─── Data provided

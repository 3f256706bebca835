//! Path management for funding-recon
//!
//! ## Path Resolution Order
//!
//! 1. `FUNDING_RECON_CONFIG_DIR` environment variable (if set)
//! 2. Unix (Linux/macOS): `$XDG_CONFIG_HOME/funding-recon` or `~/.config/funding-recon`
//! 3. Windows: `%APPDATA%\funding-recon`

use std::path::{Path, PathBuf};

use crate::error::{FundingError, FundingResult};

/// Environment variable overriding the configuration directory
pub const CONFIG_DIR_ENV: &str = "FUNDING_RECON_CONFIG_DIR";

const APP_DIR_NAME: &str = "funding-recon";

/// Manages the paths used by funding-recon
#[derive(Debug, Clone)]
pub struct ReconPaths {
    base_dir: PathBuf,
}

impl ReconPaths {
    /// Resolve the configuration directory
    ///
    /// # Errors
    ///
    /// Returns an error if no home or application-data directory can be found.
    pub fn new() -> FundingResult<Self> {
        let base_dir = match std::env::var(CONFIG_DIR_ENV) {
            Ok(custom) if !custom.trim().is_empty() => PathBuf::from(custom),
            _ => resolve_default_path()?,
        };

        Ok(Self { base_dir })
    }

    /// Use a custom base directory (useful for testing)
    pub fn with_base_dir(base_dir: impl Into<PathBuf>) -> Self {
        Self {
            base_dir: base_dir.into(),
        }
    }

    /// The configuration directory
    pub fn base_dir(&self) -> &Path {
        &self.base_dir
    }

    /// Path to the settings file
    pub fn settings_file(&self) -> PathBuf {
        self.base_dir.join("config.json")
    }

    /// Create the configuration directory if needed
    pub fn ensure_directories(&self) -> FundingResult<()> {
        std::fs::create_dir_all(&self.base_dir).map_err(|e| {
            FundingError::Io(format!("Failed to create config directory: {}", e))
        })
    }

    /// Check if a settings file has been written
    pub fn is_initialized(&self) -> bool {
        self.settings_file().exists()
    }
}

#[cfg(not(windows))]
fn resolve_default_path() -> FundingResult<PathBuf> {
    let config_base = match std::env::var("XDG_CONFIG_HOME") {
        Ok(xdg) if !xdg.is_empty() => PathBuf::from(xdg),
        _ => {
            let home = std::env::var("HOME").map_err(|_| {
                FundingError::Config("Could not determine HOME directory".into())
            })?;
            PathBuf::from(home).join(".config")
        }
    };
    Ok(config_base.join(APP_DIR_NAME))
}

#[cfg(windows)]
fn resolve_default_path() -> FundingResult<PathBuf> {
    let appdata = std::env::var("APPDATA")
        .map_err(|_| FundingError::Config("Could not determine APPDATA directory".into()))?;
    Ok(PathBuf::from(appdata).join(APP_DIR_NAME))
}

──────

■ **What to produce**:
From the line containing "pub fn base_dir(&self)" through the closing line of the material above, return every line exactly and omit all others.

■ **Task output**:
    pub fn base_dir(&self) -> &Path {
        &self.base_dir
    }

    /// Path to the settings file
    pub fn settings_file(&self) -> PathBuf {
        self.base_dir.join("config.json")
    }

    /// Create the configuration directory if needed
    pub fn ensure_directories(&self) -> FundingResult<()> {
        std::fs::create_dir_all(&self.base_dir).map_err(|e| {
            FundingError::Io(format!("Failed to create config directory: {}", e))
        })
    }

    /// Check if a settings file has been written
    pub fn is_initialized(&self) -> bool {
        self.settings_file().exists()
    }
}

#[cfg(not(windows))]
fn resolve_default_path() -> FundingResult<PathBuf> {
    let config_base = match std::env::var("XDG_CONFIG_HOME") {
        Ok(xdg) if !xdg.is_empty() => PathBuf::from(xdg),
        _ => {
            let home = std::env::var("HOME").map_err(|_| {
                FundingError::Config("Could not determine HOME directory".into())
            })?;
            PathBuf::from(home).join(".config")
        }
    };
    Ok(config_base.join(APP_DIR_NAME))
}

#[cfg(windows)]
fn resolve_default_path() -> FundingResult<PathBuf> {
    let appdata = std::env::var("APPDATA")
        .map_err(|_| FundingError::Config("Could not determine APPDATA directory".into()))?;
    Ok(PathBuf::from(appdata).join(APP_DIR_NAME))
}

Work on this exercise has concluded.